Did you mistype? Does Bush not deserve it too?
Like I said, there’s different forms of politeness, and just as I have no wish to bash** Liberal’s ** sense of it, I have no wish to bash the veteran’s sense of it. All i’m bashing is the idea that political insults are equivalent to combat wounds.
But hey, at least i’m not one of the usual suspects, for I am not Pitting Bush.
It was Bush’s idea to invite them to Washington and throw a little Triumph for himself.
Better than using the Constitution like he usually does.
Seriously, Lib, you are well versed in recognizing logical fallacies. Surely you recognize a false dilemma when you use one.
He didn’t award it to himself, the vet gave it to him.
:shrugs:
As per usual, the instant you start losing an argument is the instant you start lying.
I don’t understand this remark. I thought we had agreed that the vet was free to decide who should receive his medal as a gfit.
Regards,
Shodan
Free to give and deserving are two different things. I am free to give you all my worldy possessions, if I so wish. But that doesn’t mean you are deserving of them.
Anyway, my point was more of a joking one; you identified the veteran as having recieved in genuinely, suggesting that he could be differentiated from Bush on that matter. I’m sure that’s not what you meant, it just seemed a poor way to put it.
Agreed. The update to this story in no way changes my initial displeasure. At best, there’s a way to accept this award in a manner that just makes it look cheesy. It remains my opinion that any honorable person would not accept such a thing period–and truth be told, an honorable man would not offer it either. I feel Bill Thomas, who says he earned one of his Purple Hearts a few seconds after a friend of his was killed saving his life, has belittled the memory of that dead friend with this stunt.
While there may be some way to accept this award without looking totally out of line, the manner in which Bush accepted it doesn’t fit that definition, to me.
What is bogus about the citation? Is there some official citation authority? Some statute prohibiting citations written by old people? What?
None of those things have happened to Bush.
How is criticizing his job performance “false accusations”?
U.S. Presidents have been criticized for about 230 years now, it’s tradition. It’s all because of that constitution thingy that says we’re supposed to be able to do that. If Bush has suffered more criticisms than anyone other president it’s because his administration and his actions have warranted them. I find it doubtful that he has suffered more slings and arrows than presidents who have been in office during other wars, oil lease rights, eavesdropping or blowjob scandals.
Yes. Believe it or not, Military decorations and citations have to be authorized by the military. Is that news to you?
I don’t know if there’s a penalty for forging a citation (which isn’t really important since I’m only saying that Thomas’ little crayoned suck-up card is not an authentic military award citation, not that it’s illegal) but there is a penalty for falsely pretending to have been awarded a US military decoration. Its called the Stolen Valor Act. Guess who signed it into law.

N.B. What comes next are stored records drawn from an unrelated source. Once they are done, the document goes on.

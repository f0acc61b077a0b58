use std::fmt;
use std::sync::Arc;

use notar_crypto::Signer;
use notar_ledger::{
    LedgerClient, LedgerError, Message, SubmitOptions, SubmitOutcome, Transaction,
    TransactionError,
};
use notar_types::{Digest, Lamports, TxSignature};
use serde::{Deserialize, Serialize};
use tracing::{debug, info, warn};

use crate::clock::{Clock, Deadline};
use crate::error::{AnchorError, AnchorResult};
use crate::retry::RetryPolicy;

/// One issuance's worth of anchoring input.
#[derive(Clone, Copy, Debug, PartialEq, Eq)]
pub struct AnchorRequest {
    pub digest: Digest,
    /// Balance the payer must hold before submitting.
    pub min_balance: Lamports,
}

impl AnchorRequest {
    pub fn new(digest: Digest, min_balance: Lamports) -> Self {
        Self {
            digest,
            min_balance,
        }
    }

    /// Memo payload written on-chain: the digest's 64-character lowercase
    /// hex text, not the raw 32 bytes. The memo program rejects non-UTF-8
    /// data, and the hex form is what verifiers compare against.
    pub fn memo(&self) -> String {
        self.digest.to_hex()
    }
}

/// Where the receipt's signature came from.
#[derive(Clone, Copy, Debug, PartialEq, Eq, Hash, Serialize, Deserialize)]
#[serde(rename_all = "snake_case")]
pub enum ConfirmationStatus {
    /// The node echoed the transaction signature.
    Acknowledged,
    /// The node acknowledged without a usable signature; the locally
    /// computed one was used.
    LocallySigned,
}

impl ConfirmationStatus {
    pub fn as_str(&self) -> &'static str {
        match self {
            Self::Acknowledged => "acknowledged",
            Self::LocallySigned => "locally_signed",
        }
    }
}

impl fmt::Display for ConfirmationStatus {
    fn fmt(&self, f: &mut fmt::Formatter<'_>) -> fmt::Result {
        f.write_str(self.as_str())
    }
}

/// Proof of a submitted anchoring transaction.
#[derive(Clone, Copy, Debug, PartialEq, Eq, Serialize, Deserialize)]
pub struct AnchorReceipt {
    pub digest: Digest,
    pub signature: TxSignature,
    pub status: ConfirmationStatus,
    /// Submission attempts used, including the successful one.
    pub attempts: u32,
}

/// Why one attempt failed.
enum AttemptError {
    Ledger(LedgerError),
    Build(TransactionError),
}

/// Builds, signs and submits the memo transaction for a digest.
///
/// Each attempt fetches a fresh blockhash, so a retry after an expired
/// blockhash is simply the next attempt.
pub struct TransactionAnchorer {
    ledger: Arc<dyn LedgerClient>,
    clock: Arc<dyn Clock>,
    retry: RetryPolicy,
    submit_options: SubmitOptions,
}

impl TransactionAnchorer {
    pub fn new(ledger: Arc<dyn LedgerClient>, clock: Arc<dyn Clock>, retry: RetryPolicy) -> Self {
        Self {
            ledger,
            clock,
            retry,
            submit_options: SubmitOptions::default(),
        }
    }

    /// Builder: options forwarded with every submission.
    pub fn with_submit_options(mut self, options: SubmitOptions) -> Self {
        self.submit_options = options;
        self
    }

    /// Anchor `request.digest`, paid for and signed by `signer`.
    ///
    /// Transient and expired-blockhash failures are retried from the
    /// blockhash fetch. A fatal ledger error ends the loop at once.
    pub fn anchor(
        &self,
        request: &AnchorRequest,
        signer: &dyn Signer,
        deadline: Option<&Deadline>,
    ) -> AnchorResult<AnchorReceipt> {
        let memo = request.memo();
        let mut attempts = 0;

        loop {
            if let Some(d) = deadline {
                if d.is_expired(self.clock.as_ref()) {
                    return Err(AnchorError::DeadlineExceeded { attempts });
                }
            }
            attempts += 1;

            let error = match self.attempt(memo.as_bytes(), signer) {
                Ok((local, outcome)) => {
                    let (signature, status) = resolve_signature(local, outcome);
                    info!(
                        digest = %request.digest,
                        %signature,
                        %status,
                        attempts,
                        "digest anchored"
                    );
                    return Ok(AnchorReceipt {
                        digest: request.digest,
                        signature,
                        status,
                        attempts,
                    });
                }
                Err(AttemptError::Build(e)) => return Err(AnchorError::SubmissionFailed(e)),
                Err(AttemptError::Ledger(e)) => e,
            };

            if !error.is_retryable() {
                warn!(digest = %request.digest, %error, "anchoring rejected");
                return Err(AnchorError::Rejected(error));
            }
            if !self.retry.allows_another(attempts) {
                warn!(digest = %request.digest, attempts, %error, "anchoring retries exhausted");
                return Err(AnchorError::RetriesExhausted {
                    attempts,
                    last: error,
                });
            }

            let delay = self.retry.delay_for_attempt(attempts);
            debug!(
                digest = %request.digest,
                attempts,
                ?delay,
                %error,
                "anchoring attempt failed; retrying"
            );
            self.clock.sleep(delay);
        }
    }

    /// Blockhash, build, sign, submit.
    fn attempt(
        &self,
        memo: &[u8],
        signer: &dyn Signer,
    ) -> Result<(TxSignature, SubmitOutcome), AttemptError> {
        let blockhash = self
            .ledger
            .get_recent_blockhash()
            .map_err(AttemptError::Ledger)?;

        let message = Message::new_memo(&signer.address(), memo, blockhash);
        let transaction = Transaction::sign(message, signer).map_err(AttemptError::Build)?;
        let local = *transaction
            .signature()
            .ok_or(AttemptError::Build(TransactionError::SignatureCount {
                expected: 1,
                actual: 0,
            }))?;
        let wire = transaction.serialize().map_err(AttemptError::Build)?;

        debug!(%blockhash, signature = %local, len = wire.len(), "submitting transaction");
        let outcome = self
            .ledger
            .submit_raw_transaction(&wire, &self.submit_options)
            .map_err(AttemptError::Ledger)?;
        Ok((local, outcome))
    }
}

impl fmt::Debug for TransactionAnchorer {
    fn fmt(&self, f: &mut fmt::Formatter<'_>) -> fmt::Result {
        f.debug_struct("TransactionAnchorer")
            .field("retry", &self.retry)
            .field("submit_options", &self.submit_options)
            .finish_non_exhaustive()
    }
}

/// Network signature if the node gave one, else the local one.
fn resolve_signature(local: TxSignature, outcome: SubmitOutcome) -> (TxSignature, ConfirmationStatus) {
    match outcome {
        SubmitOutcome::Accepted(remote) => {
            if remote != local {
                warn!(%remote, %local, "node returned a different signature; using the node's");
            }
            (remote, ConfirmationStatus::Acknowledged)
        }
        SubmitOutcome::Ambiguous => {
            warn!(signature = %local, "ambiguous acknowledgement; using local signature");
            (local, ConfirmationStatus::LocallySigned)
        }
    }
}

Granted, he probably won’t get in trouble unless he wears it, and even then it would only be item 2,957 on his personal catalog of crimes and misdemeanors. The lifespan of this thread has already outlived the lifespan of my own minor ourage about it. I think it’s distasteful, but spending too much time complaining about it would be like spending three days being outraged that Hitler gave a bad tip at a restaurant.
The vet was content to drop it off with his Congressman and have it forwarded. It was Bush’s idea to stage the fake award ceremony.

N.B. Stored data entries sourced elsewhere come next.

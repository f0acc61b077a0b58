use std::collections::HashMap;
use std::fs::{self, File, OpenOptions};
use std::io::{self, Write};
use std::path::{Path, PathBuf};
use std::sync::RwLock;

use notar_types::Digest;
use tracing::{debug, info, warn};

use crate::error::{IndexError, IndexResult};
use crate::record::CertificateRecord;
use crate::traits::{sort_by_issue_time, CertificateIndex};

/// Header size: 4 bytes length + 4 bytes CRC.
const HEADER_SIZE: usize = 8;

/// Crash-recoverable, append-only certificate index.
///
/// On-disk format, one frame per record:
/// ```text
/// [4 bytes: payload length (little-endian u32)]
/// [4 bytes: CRC32 of payload (little-endian u32)]
/// [N bytes: payload (bincode-serialized CertificateRecord)]
/// ```
///
/// Every insert is synced before it becomes visible. A failed append is
/// rolled back to the last committed length, and any bytes found past that
/// length are dropped before the next append.
///
/// On open the log is replayed front to back. Frames that fail the CRC, do
/// not decode, or carry an impossible length are skipped, and replay resumes
/// at the next intact frame. Only bytes after the last intact frame are
/// treated as a torn tail and cut off.
pub struct FileCertificateIndex {
    path: PathBuf,
    state: RwLock<FileState>,
    skipped_on_open: usize,
}

struct FileState {
    records: HashMap<Digest, CertificateRecord>,
    file: File,
    /// Log length covering every record in `records`.
    committed: u64,
}

/// Result of replaying a log image.
struct Replay {
    records: Vec<CertificateRecord>,
    /// End of the last intact frame.
    valid_len: u64,
    skipped: usize,
}

impl FileCertificateIndex {
    /// Open (or create) the log at `path` and rebuild the index from it.
    pub fn open(path: impl AsRef<Path>) -> IndexResult<Self> {
        let path = path.as_ref();
        if let Some(parent) = path.parent() {
            if !parent.as_os_str().is_empty() {
                fs::create_dir_all(parent)?;
            }
        }

        let file = OpenOptions::new()
            .create(true)
            .read(true)
            .append(true)
            .open(path)?;
        let bytes = fs::read(path)?;
        let replay = replay(&bytes);

        if replay.valid_len < bytes.len() as u64 {
            warn!(
                path = %path.display(),
                valid_len = replay.valid_len,
                file_len = bytes.len(),
                "truncating torn tail of certificate log"
            );
            file.set_len(replay.valid_len)?;
            file.sync_all()?;
        }

        let mut skipped = replay.skipped;
        let mut records = HashMap::with_capacity(replay.records.len());
        for record in replay.records {
            if records.contains_key(&record.digest) {
                warn!(digest = %record.digest, "duplicate digest in certificate log; keeping first");
                skipped += 1;
                continue;
            }
            records.insert(record.digest, record);
        }

        info!(
            path = %path.display(),
            records = records.len(),
            skipped,
            "certificate index opened"
        );

        Ok(Self {
            path: path.to_path_buf(),
            state: RwLock::new(FileState {
                records,
                file,
                committed: replay.valid_len,
            }),
            skipped_on_open: skipped,
        })
    }

    pub fn path(&self) -> &Path {
        &self.path
    }

    /// Number of log frames discarded while opening.
    pub fn skipped_on_open(&self) -> usize {
        self.skipped_on_open
    }
}
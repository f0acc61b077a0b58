use std::sync::{Arc, Barrier};
use std::thread;

use notar_index::{FileCertificateIndex, InMemoryCertificateIndex};
use notar_sdk::{
    AnchoringService, ConfirmationStatus, ErrorKind, IndexConfig, InMemoryLedger, ManualClock,
    NotarConfig, ServiceError, SigningKey, VerificationResult, WalletKeyStore,
};

const HELLO_DIGEST: &str = "2cf24dba5fb0a30e26e83b2ac5b9e29e1b161e5c1fa7425e73043362938b9824";

fn funded_ledger(key: &SigningKey) -> Arc<InMemoryLedger> {
    Arc::new(InMemoryLedger::new().with_balance(key.address(), 10_000_000))
}

#[test]
fn hello_is_valid_world_is_not_found() {
    let key = SigningKey::from_bytes([1; 32]);
    let ledger = funded_ledger(&key);
    let service = AnchoringService::builder(
        ledger.clone(),
        Arc::new(key),
        Arc::new(InMemoryCertificateIndex::new()),
    )
    .clock(Arc::new(ManualClock::new()))
    .build();

    let record = service.issue(&b"hello"[..], "alice").unwrap();
    assert_eq!(record.digest.to_hex(), HELLO_DIGEST);
    assert_eq!(record.to_string(), "Certificate - alice (2cf24dba5f...)");

    let hello = service.verify(&b"hello"[..]).unwrap();
    assert_eq!(hello.status(), "valid");
    assert_eq!(hello.digest().to_hex(), HELLO_DIGEST);

    let world = service.verify(&b"world"[..]).unwrap();
    assert_eq!(world.status(), "not found");
}

#[test]
fn concurrent_issue_of_same_bytes_spends_one_transaction() {
    let key = SigningKey::from_bytes([2; 32]);
    let ledger = funded_ledger(&key);
    let service = Arc::new(
        AnchoringService::builder(
            ledger.clone(),
            Arc::new(key),
            Arc::new(InMemoryCertificateIndex::new()),
        )
        .clock(Arc::new(ManualClock::new()))
        .build(),
    );

    let threads = 6;
    let barrier = Arc::new(Barrier::new(threads));
    let handles: Vec<_> = (0..threads)
        .map(|i| {
            let service = Arc::clone(&service);
            let barrier = Arc::clone(&barrier);
            thread::spawn(move || {
                barrier.wait();
                service.issue(&b"same artifact"[..], &format!("owner-{i}"))
            })
        })
        .collect();

    let results: Vec<_> = handles.into_iter().map(|h| h.join().unwrap()).collect();
    let successes = results.iter().filter(|r| r.is_ok()).count();
    assert_eq!(successes, 1);
    for err in results.iter().filter_map(|r| r.as_ref().err()) {
        assert_eq!(err.kind(), ErrorKind::Duplicate, "{err}");
    }
    assert_eq!(ledger.submitted().len(), 1);
    assert_eq!(service.list().unwrap().len(), 1);
}

#[test]
fn ambiguous_acknowledgement_records_local_signature() {
    let key = SigningKey::from_bytes([3; 32]);
    let ledger = funded_ledger(&key);
    ledger.acknowledge_ambiguously(1);
    let service = AnchoringService::builder(
        ledger.clone(),
        Arc::new(key),
        Arc::new(InMemoryCertificateIndex::new()),
    )
    .clock(Arc::new(ManualClock::new()))
    .build();

    let record = service.issue(&b"ambiguous"[..], "carol").unwrap();
    assert_eq!(
        record.transaction_signature,
        Some(ledger.submitted()[0].signature)
    );
    // Display of the status used for operator output.
    assert_eq!(ConfirmationStatus::LocallySigned.to_string(), "locally_signed");
}

#[test]
fn file_index_survives_service_restart() {
    let dir = tempfile::tempdir().unwrap();
    let log = dir.path().join("certs.log");
    let key = SigningKey::from_bytes([4; 32]);
    let ledger = funded_ledger(&key);

    let signature = {
        let service = AnchoringService::builder(
            ledger.clone(),
            Arc::new(SigningKey::from_bytes([4; 32])),
            Arc::new(FileCertificateIndex::open(&log).unwrap()),
        )
        .clock(Arc::new(ManualClock::new()))
        .build();
        service
            .issue(&b"diploma.pdf contents"[..], "dave")
            .unwrap()
            .transaction_signature
    };

    let service = AnchoringService::builder(
        ledger.clone(),
        Arc::new(key),
        Arc::new(FileCertificateIndex::open(&log).unwrap()),
    )
    .clock(Arc::new(ManualClock::new()))
    .build();

    match service.verify(&b"diploma.pdf contents"[..]).unwrap() {
        VerificationResult::Valid {
            owner,
            signature: sig,
            ..
        } => {
            assert_eq!(owner, "dave");
            assert_eq!(sig, signature);
        }
        other => panic!("expected valid, got {other:?}"),
    }

    let err = service
        .issue(&b"diploma.pdf contents"[..], "eve")
        .unwrap_err();
    assert!(matches!(err, ServiceError::AlreadyAnchored { .. }));
    assert_eq!(ledger.submitted().len(), 1);
}

#[test]
fn from_config_loads_wallet_and_index() {
    let dir = tempfile::tempdir().unwrap();
    let keypair = dir.path().join("id.json");
    let wallet = WalletKeyStore::generate();
    wallet.write_keypair_file(&keypair).unwrap();

    let config = NotarConfig {
        keypair_path: keypair,
        index: IndexConfig::Memory,
        ..NotarConfig::default()
    };
    let service = AnchoringService::from_config(&config).unwrap();
    assert_eq!(service.address(), wallet.address());

    // Verification never touches the ledger.
    assert!(!service.verify(&b"anything"[..]).unwrap().is_valid());
}

#[test]
fn from_config_reports_missing_keypair_as_input_error() {
    let dir = tempfile::tempdir().unwrap();
    let config = NotarConfig {
        keypair_path: dir.path().join("absent.json"),
        index: IndexConfig::Memory,
        ..NotarConfig::default()
    };
    let err = AnchoringService::from_config(&config).unwrap_err();
    assert!(matches!(err, ServiceError::KeyLoad(_)));
    assert_eq!(err.kind(), ErrorKind::Input);
}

Le sigh. No, Dio. That’s not news to me. But Bush didn’t get a military decoration; he got a personal gift from a private citizen. See, once the military gave the medal to Thomas, THOMAS BECAME THE OWNER OF IT. Maybe it’s your socialist mentality, and your failure to grasp the notion of private property.
One more time, the gifting of the medal is not the issue for me, it’s the acceptance of a mock citation, which not only characterizes the presentation of the medal as a personal decoration for Bush, rather than a gift, but also equates the (richly deserved) public criticism of his job performance with soldiers being wounded in the field. By accepting that “citation,” Bush is implicitly agreeing with and endorsing the sentiment that a.) he is a kind of wounded soldier and b.) those who criticize him are enemies of the state.
But if, as you say, it’s a “personal decoration” and not an official decoration of the Pentagon, why do you care? If Thomas has a right to pen a citation of his own creation — and not even Congress can stop him from doing it — what the fuck is it to YOU? It smacks of petty jealousy, frankly. If an Olympic gold medalist gave his medal to a mentor along with a personally authored citation, would you be all blustery about it? Would you call the citation “bogus” and “mock”? If not, you have no standing here. If so, you have serious issues of bias.
I still got my good conduct ribbon. Any chance he’d invite me in to give it to him for not getting his dick sucked?
If other swimmers had died on the field of battle to qualify for their medals, you are damn straight I would object to someone else contriving to receive one without similar personal sacrifice.
I haven’t said he doesn’t have the right. All I’ve said is that it’s offensive.
If Bush accepted a citation from a private citizen (with or without a medal) for doing such a fine job protecting the White Race from the Satanic Jew Confederacy, would it be ok to say that was offensive?
In this case, he’s accepting a citation (and the medal itself is neither here nor there, in my opinion) which states that those who criticize him politically are America’s enemies. By accepting the citation, he’s endorsing that statement. THAT is what I thin is offensive. THAT is why I think he should have accepted the medal as a gift but declined the citation.
(Well, that along with the fact that he’s endorsing the claims in the citation that he deserves to be equated to killed and wounded soldiers).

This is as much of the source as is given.